Analysis And Visualization¶

Annual Oppiate Use Rate¶

Here we find a steady decline in opiate use rates amongst the surveyed 12th graders. There is a significant drop in opiate abuse in 2021, however this abnormal decrease could be from a number of outlying conditions such as the COVID-19 pandemic and the subsequent stay at home orders and work from home school policies.

In [4]:
series = (df.groupby('Year')['OpiateUse'].sum() / df.groupby('Year')['Year'].count())
ax = sns.barplot(x=list(series.index), y=list(series.array), color='purple')
ax.set(xlabel='Year', ylabel='Opiate Use Rate')
plt.show()

Rate Of Illicit Substance Use Coinciding With Opiate Abuse¶

Below we can see that more than half of all those surveyed who had ever used tranquilzers, cocaine, and pychedelics had also abused opiates or opioid narcotics at somepoint in their lives.

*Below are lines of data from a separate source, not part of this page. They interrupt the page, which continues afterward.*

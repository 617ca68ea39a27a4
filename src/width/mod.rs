//! Display width and reflow helpers.
//!
//! Cell content carries arbitrary ANSI styling, so every width decision in
//! the grid goes through [`display_width`] rather than `str::len`. The same
//! wrapping routine backs both rendering and row-height measurement, which is
//! what keeps measured heights honest against what actually gets drawn.

mod utils;

pub use utils::{display_width, measured_height, wrap_to_width};
//! # homedeck-adapter-http-axum
//!
//! HTTP adapter built on [axum](https://docs.rs/axum).
//!
//! ## Responsibilities
//! - Serve a **server-side-rendered HTML dashboard** that works with
//!   **zero JavaScript**: an overview of device cards, a statistics page with
//!   the action log, and a details page per device
//! - Serve a small **JSON API** over the same registry
//!   (`/api/devices`, `/api/log`)
//! - Map HTTP requests into [`RegistryService`](homedeck_app::services::registry_service::RegistryService)
//!   calls (driving adapter) and results into HTML or JSON responses
//!
//! ## No-JS dashboard approach
//! - Every page is rendered server-side as complete HTML.
//! - Toggles and sliders are `<form>` elements that POST back to the server
//!   and redirect (PRG pattern).
//! - Pages use `<meta http-equiv="refresh">` to pick up changes.
//!
//! ## Dependency rule
//! Depends on `homedeck-app` (services) and `homedeck-domain` (types used in
//! request/response mapping). Never leaks axum types into the domain.

pub mod api;
pub mod dashboard;
pub mod error;
pub mod router;
pub mod state;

Rates of coinciding sedative, amphetamine, and LSD use are not far behind.

In [5]:
drug_use_df = df[['Tranquilizers/Lifetime', 'Amphetamines/Lifetime', 'Sedatives/Lifetime',
    'Marijuana/30Days', 'Cocaine/Lifetime', 'Cigarettes/30Days', 'Psychedelics/Lifetime', 
    'AlcoholicDrinks/30Days', 'LSD/Lifetime', 'OpiateUse']]

ratio_dict = {}
for col in drug_use_df.columns:
    ratio = drug_use_df.loc[((drug_use_df[col] > 0) & (drug_use_df['OpiateUse'] > 0))].shape[0] / drug_use_df.loc[(drug_use_df[col] > 0)].shape[0]
    ratio_dict[col] = ratio
ratio_dict.pop('OpiateUse', None)
ratio_dict
Out[5]:
{'Tranquilizers/Lifetime': 0.5361467889908257,
 'Amphetamines/Lifetime': 0.4222972972972973,
 'Sedatives/Lifetime': 0.4824810606060606,
 'Marijuana/30Days': 0.21971732274267025,
 'Cocaine/Lifetime': 0.6027928626842514,
 'Cigarettes/30Days': 0.2929608938547486,
 'Psychedelics/Lifetime': 0.5102379634753735,
 'AlcoholicDrinks/30Days': 0.14715653703341802,
 'LSD/Lifetime': 0.4817658349328215}

If readers are familiar with the previous analysis on the HEAL platform: Monitoring The Future: 12th Grader Opiate Use - Part 1, an undeniable connection was identified by the machine learning models used in that notebook between opioid abuse and other drug use for 12th graders in 2019. While that connection appears to exist again, let's examine if the same descrease in opioid use is present with other drug use amongst 12th graders.

Annual Cocaine Use Rate¶

In [6]:
series = (df.groupby('Year')['Cocaine/Lifetime'].sum() / df.groupby('Year')['Year'].count())
ax = sns.barplot(x=list(series.index), y=list(series.array), color='purple')
ax.set(xlabel='Year', ylabel='Cocaine Use Rate')
plt.show()

Annual Tranquilzer Use Rate¶

In [7]:
series = (df.groupby('Year')['Tranquilizers/Lifetime'].sum() / df.groupby('Year')['Year'].count())
ax = sns.barplot(x=list(series.index), y=list(series.array), color='purple')
ax.set(xlabel='Year', ylabel='Tranquilizer Use Rate')
plt.show()

Annual Sedatives Use Rate¶

In [8]:
series = (df.groupby('Year')['Sedatives/Lifetime'].sum() / df.groupby('Year')['Year'].count())
ax = sns.barplot(x=list(series.index), y=list(series.array), color='purple')
ax.set(xlabel='Year', ylabel='Sedatives Use Rate')
plt.show()

Annual Amphetamines Use Rate¶

In [9]:
series = (df.groupby('Year')['Amphetamines/Lifetime'].sum() / df.groupby('Year')['Year'].count())
ax = sns.barplot(x=list(series.index), y=list(series.array), color='purple')
ax.set(xlabel='Year', ylabel='Amphetamines Use Rate')
plt.show()

While there is a substantial decrease in the use of amphetamines, sedatives, tranquilizers, and cocaine in 2021, we do not see the same slow decline in their usage from 2012 to 2020. It is, however, worth noting the significant degree to which opioids are abused compared to the other illicit substances. Opiate use peaked at over 11% in 2012, while all of the other substances have peaks between 1% and 6%.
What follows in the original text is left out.